#### Directions for this task
Copy each line below in which the string "service" appears.

Supplied information below:

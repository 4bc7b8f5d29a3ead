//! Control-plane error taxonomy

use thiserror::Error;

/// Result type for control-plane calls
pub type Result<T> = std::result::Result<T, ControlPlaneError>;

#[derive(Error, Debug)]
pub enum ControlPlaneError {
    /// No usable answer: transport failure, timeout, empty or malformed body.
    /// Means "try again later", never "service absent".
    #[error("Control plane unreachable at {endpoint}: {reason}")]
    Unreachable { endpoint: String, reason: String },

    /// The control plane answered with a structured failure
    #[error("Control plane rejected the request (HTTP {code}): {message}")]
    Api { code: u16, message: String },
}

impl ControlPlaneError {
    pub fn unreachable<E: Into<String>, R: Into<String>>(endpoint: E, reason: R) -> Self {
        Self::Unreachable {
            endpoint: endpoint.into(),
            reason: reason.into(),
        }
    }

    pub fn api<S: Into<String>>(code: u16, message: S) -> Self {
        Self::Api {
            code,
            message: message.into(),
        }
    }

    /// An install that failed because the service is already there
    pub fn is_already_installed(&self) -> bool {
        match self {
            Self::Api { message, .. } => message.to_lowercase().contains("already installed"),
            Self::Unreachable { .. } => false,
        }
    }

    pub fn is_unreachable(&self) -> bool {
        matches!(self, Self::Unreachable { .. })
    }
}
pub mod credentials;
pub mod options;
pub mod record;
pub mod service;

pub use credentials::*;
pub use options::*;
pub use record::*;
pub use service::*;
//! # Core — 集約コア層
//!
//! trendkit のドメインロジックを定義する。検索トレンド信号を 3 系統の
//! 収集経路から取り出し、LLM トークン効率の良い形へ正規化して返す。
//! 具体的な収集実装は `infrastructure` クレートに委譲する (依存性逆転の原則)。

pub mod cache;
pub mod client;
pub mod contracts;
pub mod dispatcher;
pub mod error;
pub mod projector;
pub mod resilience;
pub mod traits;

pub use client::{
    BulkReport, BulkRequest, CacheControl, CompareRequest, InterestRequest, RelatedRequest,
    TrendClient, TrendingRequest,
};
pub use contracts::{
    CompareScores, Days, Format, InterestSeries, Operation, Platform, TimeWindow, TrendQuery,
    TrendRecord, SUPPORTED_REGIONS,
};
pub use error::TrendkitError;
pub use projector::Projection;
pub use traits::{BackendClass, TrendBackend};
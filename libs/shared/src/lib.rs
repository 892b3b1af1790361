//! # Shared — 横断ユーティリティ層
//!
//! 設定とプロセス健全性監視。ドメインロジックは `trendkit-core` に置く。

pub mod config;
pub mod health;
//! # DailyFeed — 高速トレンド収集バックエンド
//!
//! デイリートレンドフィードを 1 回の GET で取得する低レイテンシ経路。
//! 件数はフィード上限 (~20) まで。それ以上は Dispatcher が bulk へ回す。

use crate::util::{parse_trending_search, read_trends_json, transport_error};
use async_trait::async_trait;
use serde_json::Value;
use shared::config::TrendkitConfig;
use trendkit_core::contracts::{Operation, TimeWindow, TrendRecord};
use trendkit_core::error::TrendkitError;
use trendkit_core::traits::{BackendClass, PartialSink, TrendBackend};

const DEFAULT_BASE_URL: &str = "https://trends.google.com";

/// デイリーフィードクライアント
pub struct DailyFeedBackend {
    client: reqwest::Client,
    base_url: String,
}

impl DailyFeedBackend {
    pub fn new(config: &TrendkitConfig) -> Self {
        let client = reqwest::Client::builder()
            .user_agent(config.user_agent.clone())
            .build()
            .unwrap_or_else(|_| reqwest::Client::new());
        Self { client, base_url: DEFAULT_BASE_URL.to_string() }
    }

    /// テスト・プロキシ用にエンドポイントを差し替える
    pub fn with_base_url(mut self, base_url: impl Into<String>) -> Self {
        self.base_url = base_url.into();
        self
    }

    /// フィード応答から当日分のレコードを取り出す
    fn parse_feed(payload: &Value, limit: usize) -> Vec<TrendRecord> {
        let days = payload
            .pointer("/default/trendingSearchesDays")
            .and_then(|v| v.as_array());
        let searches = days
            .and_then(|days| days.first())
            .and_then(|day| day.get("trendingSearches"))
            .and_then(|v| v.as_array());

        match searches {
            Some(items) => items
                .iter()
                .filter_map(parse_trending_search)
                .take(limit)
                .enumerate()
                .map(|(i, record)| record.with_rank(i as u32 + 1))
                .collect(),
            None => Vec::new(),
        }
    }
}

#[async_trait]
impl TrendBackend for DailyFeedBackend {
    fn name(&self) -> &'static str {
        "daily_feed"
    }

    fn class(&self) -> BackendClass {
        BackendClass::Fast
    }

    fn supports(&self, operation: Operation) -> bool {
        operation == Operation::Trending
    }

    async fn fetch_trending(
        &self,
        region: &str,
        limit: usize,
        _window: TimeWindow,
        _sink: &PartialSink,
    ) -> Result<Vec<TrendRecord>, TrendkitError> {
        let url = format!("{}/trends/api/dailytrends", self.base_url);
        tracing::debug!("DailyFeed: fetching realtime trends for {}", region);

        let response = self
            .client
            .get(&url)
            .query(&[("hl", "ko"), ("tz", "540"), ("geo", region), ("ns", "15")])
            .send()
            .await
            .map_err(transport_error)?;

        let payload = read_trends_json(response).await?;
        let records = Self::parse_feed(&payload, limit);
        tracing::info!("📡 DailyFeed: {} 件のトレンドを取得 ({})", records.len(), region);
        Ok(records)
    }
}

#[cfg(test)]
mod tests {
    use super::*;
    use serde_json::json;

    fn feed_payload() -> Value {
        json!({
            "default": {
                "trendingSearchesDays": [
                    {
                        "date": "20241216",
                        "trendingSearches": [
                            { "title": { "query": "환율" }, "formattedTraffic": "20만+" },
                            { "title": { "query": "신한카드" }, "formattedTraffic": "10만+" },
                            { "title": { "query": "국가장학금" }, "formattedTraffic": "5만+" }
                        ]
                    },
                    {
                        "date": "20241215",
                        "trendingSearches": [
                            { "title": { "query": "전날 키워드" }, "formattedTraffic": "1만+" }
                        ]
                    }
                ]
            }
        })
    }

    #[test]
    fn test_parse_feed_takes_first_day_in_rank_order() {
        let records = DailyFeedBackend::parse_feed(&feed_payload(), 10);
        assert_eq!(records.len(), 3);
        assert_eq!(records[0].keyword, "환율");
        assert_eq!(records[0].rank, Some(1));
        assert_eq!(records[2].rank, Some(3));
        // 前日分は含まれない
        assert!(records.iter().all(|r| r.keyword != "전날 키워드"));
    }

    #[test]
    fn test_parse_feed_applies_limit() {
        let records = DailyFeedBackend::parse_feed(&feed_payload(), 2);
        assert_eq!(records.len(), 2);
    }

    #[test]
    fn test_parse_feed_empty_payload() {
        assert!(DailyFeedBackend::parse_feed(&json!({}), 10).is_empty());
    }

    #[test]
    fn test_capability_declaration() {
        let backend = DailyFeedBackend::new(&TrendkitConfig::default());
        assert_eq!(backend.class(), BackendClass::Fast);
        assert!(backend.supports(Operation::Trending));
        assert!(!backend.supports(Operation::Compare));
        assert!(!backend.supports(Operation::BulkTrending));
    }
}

End of Supplied information.

#### Output for this exercise
    /// Means "try again later", never "service absent".
    /// An install that failed because the service is already there
pub mod service;
pub use service::*;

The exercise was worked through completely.